Additionally, and unexpectedly, we found that S6K acts in concert with GLP-1/Notch to maintain undifferentiated germ cells. GLP-1/Notch signaling prevents differentiation and/or maintains proliferative germ cells. We found that loss of S6K enhances and suppresses specific phenotypes associated with reduced and elevated glp-1 activity, respectively. More recently we found that, similar to its role in promoting germ cell accumulation, S6K acts germline-autonomously and requires a conserved TOR phosphorylation site to prevent germ cell differentiation. However, neither TOR nor eIF4E shared the same genetic interaction with glp-1. These results suggest that the role of S6K in preventing differentiation may be a special feature of the S6K branch of the TOR pathway.

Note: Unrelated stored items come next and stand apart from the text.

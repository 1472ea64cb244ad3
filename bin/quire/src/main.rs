//! Quire CLI
//!
//! Static site generator for Jinja page templates, converted documents and
//! static assets.
//!
//! This is the binary entry point. The library functionality is in `lib.rs`.

use std::path::PathBuf;

use clap::Parser;
use color_eyre::eyre::Result;
use quire::cmd::{self, SiteArgs};

/// Command-line interface for Quire.
#[derive(Parser)]
#[command(
    name = "quire",
    version,
    about = "Render a tree of Jinja templates into a static site"
)]
struct Cli {
    /// Path to configuration file [default: quire.toml, if present]
    #[arg(short, long, global = true)]
    config: Option<PathBuf>,

    /// Increase verbosity (-v, -vv, -vvv)
    #[arg(short, long, global = true, action = clap::ArgAction::Count)]
    verbose: u8,

    #[command(subcommand)]
    command: Commands,
}

/// Available CLI commands.
#[derive(clap::Subcommand)]
enum Commands {
    /// Render the whole site once
    Build {
        #[command(flatten)]
        site: SiteArgs,
    },
    /// Render the site, then re-render on every source change
    Watch {
        #[command(flatten)]
        site: SiteArgs,
    },
    /// Validate configuration and the source tree
    Check {
        #[command(flatten)]
        site: SiteArgs,
        /// Treat warnings as errors
        #[arg(long)]
        strict: bool,
    },
}

#[tokio::main]
async fn main() -> Result<()> {
    color_eyre::install()?;

    let cli = Cli::parse();
    quire::init_tracing(cli.verbose);

    let config_path = cli.config.as_deref();
    match cli.command {
        Commands::Build { site } => {
            let config = cmd::load_config(config_path, &site)?;
            tokio::task::spawn_blocking(move || cmd::build::run(config)).await??;
        }
        Commands::Watch { site } => {
            let config = cmd::load_config(config_path, &site)?;
            cmd::watch::run(config).await?;
        }
        Commands::Check { site, strict } => {
            let config = cmd::load_config(config_path, &site)?;
            cmd::check::run(config, strict)?;
        }
    }

    Ok(())
}
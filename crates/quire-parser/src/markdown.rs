//! Markdown conversion using pulldown-cmark.

use pulldown_cmark::{Options, Parser, html};

use crate::{ConvertError, DocumentConverter, Result};

/// Format tags handled in-process.
const MARKDOWN_FORMATS: [&str; 3] = ["md", "markdown", "commonmark"];

/// In-process Markdown to HTML converter.
#[derive(Debug, Clone)]
pub struct MarkdownConverter {
    options: Options,
}

impl Default for MarkdownConverter {
    fn default() -> Self {
        Self::new()
    }
}

impl MarkdownConverter {
    /// Create a new converter with GFM-style extensions enabled.
    pub fn new() -> Self {
        let mut options = Options::empty();
        options.insert(Options::ENABLE_TABLES);
        options.insert(Options::ENABLE_FOOTNOTES);
        options.insert(Options::ENABLE_STRIKETHROUGH);
        options.insert(Options::ENABLE_TASKLISTS);
        options.insert(Options::ENABLE_HEADING_ATTRIBUTES);

        Self { options }
    }

    /// Whether `format` is a Markdown tag.
    pub fn handles(format: &str) -> bool {
        MARKDOWN_FORMATS
            .iter()
            .any(|f| f.eq_ignore_ascii_case(format))
    }

    /// Render Markdown text to an HTML fragment.
    pub fn render(&self, text: &str) -> String {
        let parser = Parser::new_ext(text, self.options);
        let mut output = String::with_capacity(text.len() * 3 / 2);
        html::push_html(&mut output, parser);
        output
    }
}

impl DocumentConverter for MarkdownConverter {
    fn convert(&self, text: &str, format: &str) -> Result<String> {
        if !Self::handles(format) {
            return Err(ConvertError::UnsupportedFormat(format.to_string()));
        }
        Ok(self.render(text))
    }
}

#[cfg(test)]
mod tests {
    use super::*;

    #[test]
    fn test_render_heading_and_paragraph() {
        let converter = MarkdownConverter::new();
        let html = converter.convert("# Title\n\nSome *text*.", "md").unwrap();

        assert!(html.contains("<h1>Title</h1>"));
        assert!(html.contains("<p>Some <em>text</em>.</p>"));
    }

    #[test]
    fn test_tables_enabled() {
        let converter = MarkdownConverter::new();
        let html = converter.render("| a | b |\n|---|---|\n| 1 | 2 |\n");
        assert!(html.contains("<table>"));
    }

    #[test]
    fn test_rejects_other_formats() {
        let converter = MarkdownConverter::new();
        let err = converter.convert("* heading", "org").unwrap_err();
        assert!(matches!(err, ConvertError::UnsupportedFormat(f) if f == "org"));
    }

    #[test]
    fn test_handles_is_case_insensitive() {
        assert!(MarkdownConverter::handles("Markdown"));
        assert!(MarkdownConverter::handles("MD"));
        assert!(!MarkdownConverter::handles("rst"));
    }
}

S6K is highly conserved. While its role as translational regulator is well characterized, examples of S6K-mediated cell fate regulation are limited. Therefore, we are using our genetics-based functional assays to undertake both candidate and unbiased approaches to determine the molecular mechanism by which S6K prevents differentiation. Others have shown that, like loss of S6K, reduced cye-1/Cyclin-E or MAPK activity can enhance glp-1. However, we found that neither acts in a simple linear fashion with S6K to regulate cell fate. We are currently testing additional candidates, including translational regulators, for their roles in germ cell fate maintenance and functional interaction with S6K. In parallel, we are conducting genome-wide genetic and proteomic screens to identify candidates that will be tested for their role in cell fate regulation.